3 million weekly downloads for a package that is “deprecated” and the source repo no longer exists. Truly insane.

AlienRobot•1h ago

Even if it wasn't deprecated this is literally

    ['yes', 'y', '1'].indexOf(input.toLowerCase()) !== -1

People adding a dependency to avoid writing one line of code...

lazide•3h ago

This is the total leopards-eating-faces moment from all the greybeards.

rjsw•3h ago

Same with ruby, I have to use a package with 230 dependencies.

ozim•3h ago

This sounds exactly like under utilized - if someone needs a function or two from a library I guess making yourself depending on 3rd party for such small gain doesn't make sense.

PaulHoule•4h ago

I dunno, often people say libraries are over used, at least in the JavaScript world.

My celery/RabbitMQ-based web crawler failed because of the Cloudflare CAPTCHAs, I figured it was best to empty out the queue and archive it. I asked copilot what to do and it told me to use a CLI program. “Does that come with RabbitMQ?” “No, you download it from GitHub”. It offered to write me a Python script but the CLI program did exactly what I needed. It got an option wrong but I’d expect the same if I asked a friend for help.

outside1234•4h ago

I don't know if this is true. An LLM just today recommended a library I had never heard of, and after doing some due diligence, it looks solid.

This is analogous to folks who claim nobody is going to be able to learn software engineering any more.
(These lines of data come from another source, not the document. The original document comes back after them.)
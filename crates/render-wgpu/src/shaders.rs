/// WGSL shader for the wireframe cube.
pub const WIREFRAME_SHADER: &str = r#"
struct SceneUniforms {
    mvp: mat4x4<f32>,
    color: vec4<f32>,
};

@group(0) @binding(0)
var<uniform> uniforms: SceneUniforms;

@vertex
fn vs_main(@location(0) position: vec3<f32>) -> @builtin(position) vec4<f32> {
    return uniforms.mvp * vec4<f32>(position, 1.0);
}

@fragment
fn fs_main() -> @location(0) vec4<f32> {
    return uniforms.color;
}
"#;

/// Fullscreen triangle shared by every post-processing shader.
const FULLSCREEN_VERTEX: &str = r#"
struct FullscreenOutput {
    @builtin(position) clip_position: vec4<f32>,
    @location(0) uv: vec2<f32>,
};

@vertex
fn vs_fullscreen(@builtin(vertex_index) index: u32) -> FullscreenOutput {
    let x = f32((index << 1u) & 2u);
    let y = f32(index & 2u);
    var out: FullscreenOutput;
    out.clip_position = vec4<f32>(x * 2.0 - 1.0, 1.0 - y * 2.0, 0.0, 1.0);
    out.uv = vec2<f32>(x, y);
    return out;
}
"#;

/// Keeps pixels whose luminance exceeds the threshold, fading in over
/// `smooth_width`.
pub const HIGH_PASS_FRAGMENT: &str = r#"
struct HighPass {
    threshold: f32,
    smooth_width: f32,
    _pad0: f32,
    _pad1: f32,
};

@group(0) @binding(0) var source: texture_2d<f32>;
@group(0) @binding(1) var source_sampler: sampler;
@group(0) @binding(2) var<uniform> params: HighPass;

@fragment
fn fs_high_pass(in: FullscreenOutput) -> @location(0) vec4<f32> {
    let texel = textureSample(source, source_sampler, in.uv);
    let luma = dot(texel.rgb, vec3<f32>(0.299, 0.587, 0.114));
    let alpha = smoothstep(params.threshold, params.threshold + params.smooth_width, luma);
    return mix(vec4<f32>(0.0), texel, alpha);
}
"#;

/// One direction of a separable gaussian blur.
pub const BLUR_FRAGMENT: &str = r#"
struct Blur {
    texel: vec2<f32>,
    direction: vec2<f32>,
    kernel_radius: u32,
    _pad0: u32,
    _pad1: u32,
    _pad2: u32,
    coefficients: array<vec4<f32>, 3>,
};

@group(0) @binding(0) var source: texture_2d<f32>;
@group(0) @binding(1) var source_sampler: sampler;
@group(0) @binding(2) var<uniform> params: Blur;

fn coefficient(i: u32) -> f32 {
    return params.coefficients[i / 4u][i % 4u];
}

@fragment
fn fs_blur(in: FullscreenOutput) -> @location(0) vec4<f32> {
    var weight_sum = coefficient(0u);
    var sum = textureSample(source, source_sampler, in.uv).rgb * weight_sum;
    for (var i = 1u; i < params.kernel_radius; i = i + 1u) {
        let w = coefficient(i);
        let offset = params.direction * params.texel * f32(i);
        let a = textureSample(source, source_sampler, in.uv + offset).rgb;
        let b = textureSample(source, source_sampler, in.uv - offset).rgb;
        sum = sum + (a + b) * w;
        weight_sum = weight_sum + 2.0 * w;
    }
    return vec4<f32>(sum / weight_sum, 1.0);
}
"#;

/// Adds the weighted bloom mips onto the scene.
pub const COMPOSITE_FRAGMENT: &str = r#"
struct Composite {
    weights_a: vec4<f32>,
    weights_b: vec4<f32>,
};

@group(0) @binding(0) var scene: texture_2d<f32>;
@group(0) @binding(1) var linear_sampler: sampler;
@group(0) @binding(2) var<uniform> params: Composite;
@group(0) @binding(3) var mip0: texture_2d<f32>;
@group(0) @binding(4) var mip1: texture_2d<f32>;
@group(0) @binding(5) var mip2: texture_2d<f32>;
@group(0) @binding(6) var mip3: texture_2d<f32>;
@group(0) @binding(7) var mip4: texture_2d<f32>;

@fragment
fn fs_composite(in: FullscreenOutput) -> @location(0) vec4<f32> {
    let base = textureSample(scene, linear_sampler, in.uv).rgb;
    let bloom = params.weights_a.x * textureSample(mip0, linear_sampler, in.uv).rgb
        + params.weights_a.y * textureSample(mip1, linear_sampler, in.uv).rgb
        + params.weights_a.z * textureSample(mip2, linear_sampler, in.uv).rgb
        + params.weights_a.w * textureSample(mip3, linear_sampler, in.uv).rgb
        + params.weights_b.x * textureSample(mip4, linear_sampler, in.uv).rgb;
    return vec4<f32>(base + bloom, 1.0);
}
"#;

/// Copies the composed frame onto the surface.
pub const OUTPUT_FRAGMENT: &str = r#"
@group(0) @binding(0) var source: texture_2d<f32>;
@group(0) @binding(1) var source_sampler: sampler;

@fragment
fn fs_output(in: FullscreenOutput) -> @location(0) vec4<f32> {
    return vec4<f32>(textureSample(source, source_sampler, in.uv).rgb, 1.0);
}
"#;

/// Full WGSL source for a post-processing fragment shader.
pub fn post_shader(fragment: &str) -> String {
    format!("{FULLSCREEN_VERTEX}{fragment}")
}
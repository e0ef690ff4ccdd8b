//! wgpu render backend for tumble.
//!
//! Draws the wireframe cube into an HDR buffer, runs the bloom chain over it
//! and copies the result onto the window surface.
//!
//! # Invariants
//! - The renderer never touches animation state; it only reads [`FrameState`].
//! - Intermediate buffers are always [`HDR_FORMAT`]; only the output stage
//!   writes the surface format.
//! - Buffer sizes never exceed the device's maximum texture dimension.

mod bloom;
mod output;
mod renderer;
mod scene;
mod shaders;
mod target;

pub use bloom::{BloomPass, KERNEL_RADII, MIP_LEVELS, gaussian_coefficients, mip_sizes, mip_weights};
pub use output::OutputPass;
pub use renderer::TumbleRenderer;
pub use scene::ScenePass;

use tumble_render::{FrameState, RenderStage};

/// Format of the scene and bloom intermediates.
pub const HDR_FORMAT: wgpu::TextureFormat = wgpu::TextureFormat::Rgba16Float;

pub const DEPTH_FORMAT: wgpu::TextureFormat = wgpu::TextureFormat::Depth32Float;

/// Device handles shared by every stage.
pub struct GpuContext {
    pub device: wgpu::Device,
    pub queue: wgpu::Queue,
    pub surface_format: wgpu::TextureFormat,
}

/// A render stage that records GPU commands.
pub trait GpuStage: RenderStage<Context = GpuContext> {
    /// Upload per-frame uniforms. Called once per frame before any encoding.
    fn prepare(&mut self, _gpu: &GpuContext, _frame: &FrameState) {}

    /// Record the stage's passes, reading `input` and writing `output`.
    fn encode(
        &self,
        gpu: &GpuContext,
        encoder: &mut wgpu::CommandEncoder,
        input: &wgpu::TextureView,
        output: &wgpu::TextureView,
    );
}
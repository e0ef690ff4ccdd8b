use crate::types::Rgb;
use serde::{Deserialize, Serialize};

/// Bloom post-processing parameters.
#[derive(Debug, Clone, Copy, PartialEq, Serialize, Deserialize)]
pub struct BloomSettings {
    pub enabled: bool,
    /// Multiplier applied to the blurred highlights before they are added back.
    pub strength: f32,
    /// Blends mip weights toward the wider levels. 0 keeps the tight glow.
    pub radius: f32,
    /// Luminance above which a pixel contributes to the glow.
    pub threshold: f32,
}

impl Default for BloomSettings {
    fn default() -> Self {
        Self {
            enabled: true,
            strength: 1.0,
            radius: 0.2,
            threshold: 0.002,
        }
    }
}

/// Fixed scene configuration. Nothing here is user-editable at runtime.
#[derive(Debug, Clone, Copy, PartialEq, Serialize, Deserialize)]
pub struct SceneConfig {
    pub cube_size: f32,
    pub cube_segments: u32,
    pub cube_color: Rgb,
    pub clear_color: Rgb,
    pub camera_fov_degrees: f32,
    pub camera_near: f32,
    pub camera_far: f32,
    pub camera_distance: f32,
    pub orbit_damping: f32,
    /// Radians per second.
    pub rotation_rate: f64,
    pub max_pixel_ratio: f64,
    pub bloom: BloomSettings,
}

impl Default for SceneConfig {
    fn default() -> Self {
        Self {
            cube_size: 1.0,
            cube_segments: 8,
            cube_color: Rgb::from_hex(0xfff000),
            clear_color: Rgb::BLACK,
            camera_fov_degrees: 20.0,
            camera_near: 0.1,
            camera_far: 100.0,
            camera_distance: 3.0,
            orbit_damping: 0.02,
            rotation_rate: std::f64::consts::PI,
            max_pixel_ratio: 2.0,
            bloom: BloomSettings::default(),
        }
    }
}

#[cfg(test)]
mod tests {
    use super::*;

    #[test]
    fn defaults_match_demo_constants() {
        let cfg = SceneConfig::default();
        assert_eq!(cfg.cube_segments, 8);
        assert_eq!(cfg.camera_fov_degrees, 20.0);
        assert_eq!(cfg.camera_distance, 3.0);
        assert_eq!(cfg.orbit_damping, 0.02);
        assert_eq!(cfg.max_pixel_ratio, 2.0);
        assert_eq!(cfg.bloom.strength, 1.0);
        assert_eq!(cfg.bloom.radius, 0.2);
        assert_eq!(cfg.bloom.threshold, 0.002);
    }
}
I think it is just the opposite. LLMs can be an awesome tool for learning.

cat_plus_plus•4h ago

If your vibe coding prompt generated a 1000 line output, you should probably ask if there is a library that would do that for you. If not, library is not worth it to shorten a one pager.

brikym•4h ago

A bit of duplication is better than a lot of dependency.

giantg2•3h ago

Kind of a false dichotomy. To avoid a lot of dependencies you generally need a lot of duplication.

kianN•3h ago

Unrelated: I initially expected this articles to be referring to public libraries. I think that would be a challenging connection to prove despite it making intuitive sense.

On the article: some use cases eg handling dates, fault tolerant queues have so many edge cases and are so mission critical that relying on a battle tested tool makes a lot of sense.

However, in my career I’ve seen a lot of examples of a package being installed to avoid 40-50 lines of well thought out code and now a dependency is forever embedded in the system.

I think there is a catch with replacing libraries with LLM generated code. Part of the benefit of skipping third party libraries is the domain knowledge that gets built up: this is potentially lost with llm generated code.

krackers•3h ago

I thought this was about physical libraries as well. Maybe the link is librarians, supposedly if you didn't even know where to begin searching a trained librarian would have been a good person to ask.

AlienRobot•3h ago

>Vibe coding is more fun than reading documentation. Shit, vibe-coding can be more fun than ordinary coding.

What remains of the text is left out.